The non-governmental, non-profit organisation evol-ved from the Regional AIDS Committee of Region Ten (Upper Demerara/ Berbice) almost two years ago to work in a more dynamic way to promote various activities aimed at preventing and reducing the incidence of HIV infections.
Since its inception LCF has been able to manage several projects aimed at sensitising young persons about the dangers of being infected with HIV.
The foundation’s current programmes include several components - Youth and HIV, and The Ready Body Project, which are funded under the United Nations Children’s Fund (UNICEF) and USAID respectively.
According to the organisation’s president Hazel Maxwell-Benn, participation by children and youths in the fight to reduce the spread of the virus is an absolute necessity.
“Promoting meaningful and quality participation of children and adolescents is essential to ensure their growth and development. With the rate of the spread of this dreaded virus, if our children are not involved in the fight their growth and development is at risk.”
Working with this programme the foundation has a vibrant corps of peer educators who are active throughout the region. This group is headed by a dynamic 18-year-old, Keeran Williams.
The peer educators have been conducting awareness sessions in schools and with community groups at public events and in the streets, targeting minibus conductors and drivers as well as pedestrians.
The evidence of their work is seen in the number of youths who are now fully conscious of the effect of the virus on their lives and the growing number youths who have been joining the organisation.
Care & Support for PLWHAs (People Living With HIV/AIDS) is a programme that has been recently launched by the foundation. Its main components are life skills training for children and families infected with or affected by HIV/AIDS, pre and post test counselling, community facilitation and case finding, removal of blood samples and facilitation of testing, nutritional enhancement for children living with or affected by HIV/AIDS, a medical programme, legal aid and the provision of nutritional supplements and other drugs for opportunistic infections.
LCF sees this programme as very important, since it recognises that sections of society in Linden and elsewhere often violate the rights of PLWHAs. This leads to stigma and discrimination which deny PLWHAs their rights as human beings, bringing about their self-stigmatization, acute stress disorders and withdrawal from society and early death.
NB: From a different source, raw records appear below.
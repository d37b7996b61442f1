use std::fmt;
use std::str::FromStr;

use serde::{Deserialize, Serialize};

use crate::error::DatabaseError;

/// Event names accepted by `once`.
#[derive(Clone, Copy, Debug, PartialEq, Eq, Hash, Serialize, Deserialize)]
#[serde(rename_all = "snake_case")]
pub enum EventType {
    Value,
    ChildAdded,
    ChildRemoved,
    ChildChanged,
    ChildMoved,
}

impl EventType {
    pub fn as_str(self) -> &'static str {
        match self {
            Self::Value => "value",
            Self::ChildAdded => "child_added",
            Self::ChildRemoved => "child_removed",
            Self::ChildChanged => "child_changed",
            Self::ChildMoved => "child_moved",
        }
    }
}

impl fmt::Display for EventType {
    fn fmt(&self, f: &mut fmt::Formatter<'_>) -> fmt::Result {
        f.write_str(self.as_str())
    }
}

impl FromStr for EventType {
    type Err = DatabaseError;

    fn from_str(s: &str) -> Result<Self, Self::Err> {
        Ok(match s {
            "value" => Self::Value,
            "child_added" => Self::ChildAdded,
            "child_removed" => Self::ChildRemoved,
            "child_changed" => Self::ChildChanged,
            "child_moved" => Self::ChildMoved,
            other => {
                return Err(DatabaseError::InvalidArgument(format!(
                    "unknown event type '{other}'"
                )))
            }
        })
    }
}
use std::fmt;
use std::sync::{Mutex, PoisonError, Weak};

use mockfire_types::User;

use crate::auth::AuthState;
use crate::error::AuthError;

type NextFn = Box<dyn Fn(Option<&User>) + Send + Sync>;
type ErrorFn = Box<dyn Fn(&AuthError) + Send + Sync>;
type CompleteFn = Box<dyn Fn() + Send + Sync>;

/// An auth-state observer: `next` on every identity change, `error` when a
/// sign-in handler fails, `complete` once when the store shuts down.
pub struct Observer {
    next: NextFn,
    error: ErrorFn,
    complete: CompleteFn,
}

impl Observer {
    /// An observer with no-op `error` and `complete` callbacks.
    pub fn new(next: impl Fn(Option<&User>) + Send + Sync + 'static) -> Self {
        Self {
            next: Box::new(next),
            error: Box::new(|_| {}),
            complete: Box::new(|| {}),
        }
    }

    pub fn on_error(mut self, error: impl Fn(&AuthError) + Send + Sync + 'static) -> Self {
        self.error = Box::new(error);
        self
    }

    pub fn on_complete(mut self, complete: impl Fn() + Send + Sync + 'static) -> Self {
        self.complete = Box::new(complete);
        self
    }

    pub(crate) fn next(&self, user: Option<&User>) {
        (self.next)(user)
    }

    pub(crate) fn error(&self, error: &AuthError) {
        (self.error)(error)
    }

    pub(crate) fn complete(&self) {
        (self.complete)()
    }
}

impl fmt::Debug for Observer {
    fn fmt(&self, f: &mut fmt::Formatter<'_>) -> fmt::Result {
        f.debug_struct("Observer").finish_non_exhaustive()
    }
}

/// Either a bare `next` callback or a full [`Observer`].
pub enum NextOrObserver {
    Next(NextFn),
    Observer(Observer),
}

impl NextOrObserver {
    pub(crate) fn into_observer(self) -> Observer {
        match self {
            Self::Next(next) => Observer {
                next,
                error: Box::new(|_| {}),
                complete: Box::new(|| {}),
            },
            Self::Observer(observer) => observer,
        }
    }
}

impl<F> From<F> for NextOrObserver
where
    F: Fn(Option<&User>) + Send + Sync + 'static,
{
    fn from(next: F) -> Self {
        Self::Next(Box::new(next))
    }
}

impl From<Observer> for NextOrObserver {
    fn from(observer: Observer) -> Self {
        Self::Observer(observer)
    }
}

/// Handle returned by `on_auth_state_changed`.
///
/// Removes exactly the registration it was issued for. Calling
/// [`Unsubscribe::unsubscribe`] again, or after the store is gone, does
/// nothing.
#[derive(Debug)]
pub struct Unsubscribe {
    state: Weak<Mutex<AuthState>>,
    slot: usize,
}

impl Unsubscribe {
    pub(crate) fn new(state: Weak<Mutex<AuthState>>, slot: usize) -> Self {
        Self { state, slot }
    }

    pub fn unsubscribe(&self) {
        let Some(state) = self.state.upgrade() else {
            return;
        };
        let mut state = state.lock().unwrap_or_else(PoisonError::into_inner);
        if let Some(slot) = state.observers.get_mut(self.slot) {
            *slot = None;
        }
    }
}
Though the programme has been recently launched officially, it has been running for some time now to the extent that the lives of persons living with and affected by HIV/AIDS have been improved greatly.
“I am HIV positive for over six years. Had it not been for the LCF I might have been dead today.
“They have taught me so much, they have been counselling me. Today I am positive that I can live way into my 60s, 70s.
“I am convinced that being HIV positive does not mean I will die tomorrow, next year or ten years after,” one of the many LCF beneficiaries frankly declared.
The programme has been positively impacting on the lives of a very vulnerable group - children whose parents are living with or have died of HIV/AIDS.
To date, LCF has over eighty children drawn from some thirty-seven families. Of these children, more than forty are orphans. These numbers rise daily.
All of these children live under adverse conditions, hence their proper growth and development are at risk.
Thanks to UNICEF and other stakeholders, this vulnerable group receives highly nutritious meals twice weekly and is given nutritious low cost diet sheets to take home.
The future plans of the LCF include the overall objectives of reducing stigma and discrimination against PLWHAs; empowering youths to deal with the issues of HIV/AIDS; and further enhancing the nutrition status of PLWHAs.
In addition, very soon the organisation will be putting in place a child assistance scheme that will allow interested persons to contribute towards the growth and development of children living with or affected by HIV/AIDS, by sponsoring in part or full the education, nutritional and other needs of the children.
“We do not want PLWHAs to be totally dependant on the foundation.
We cannot do it all for them. What we are doing is to build their self-esteem so that they can go about their lives working, socialising in society just as persons who are HIV negative,” the LCF president said.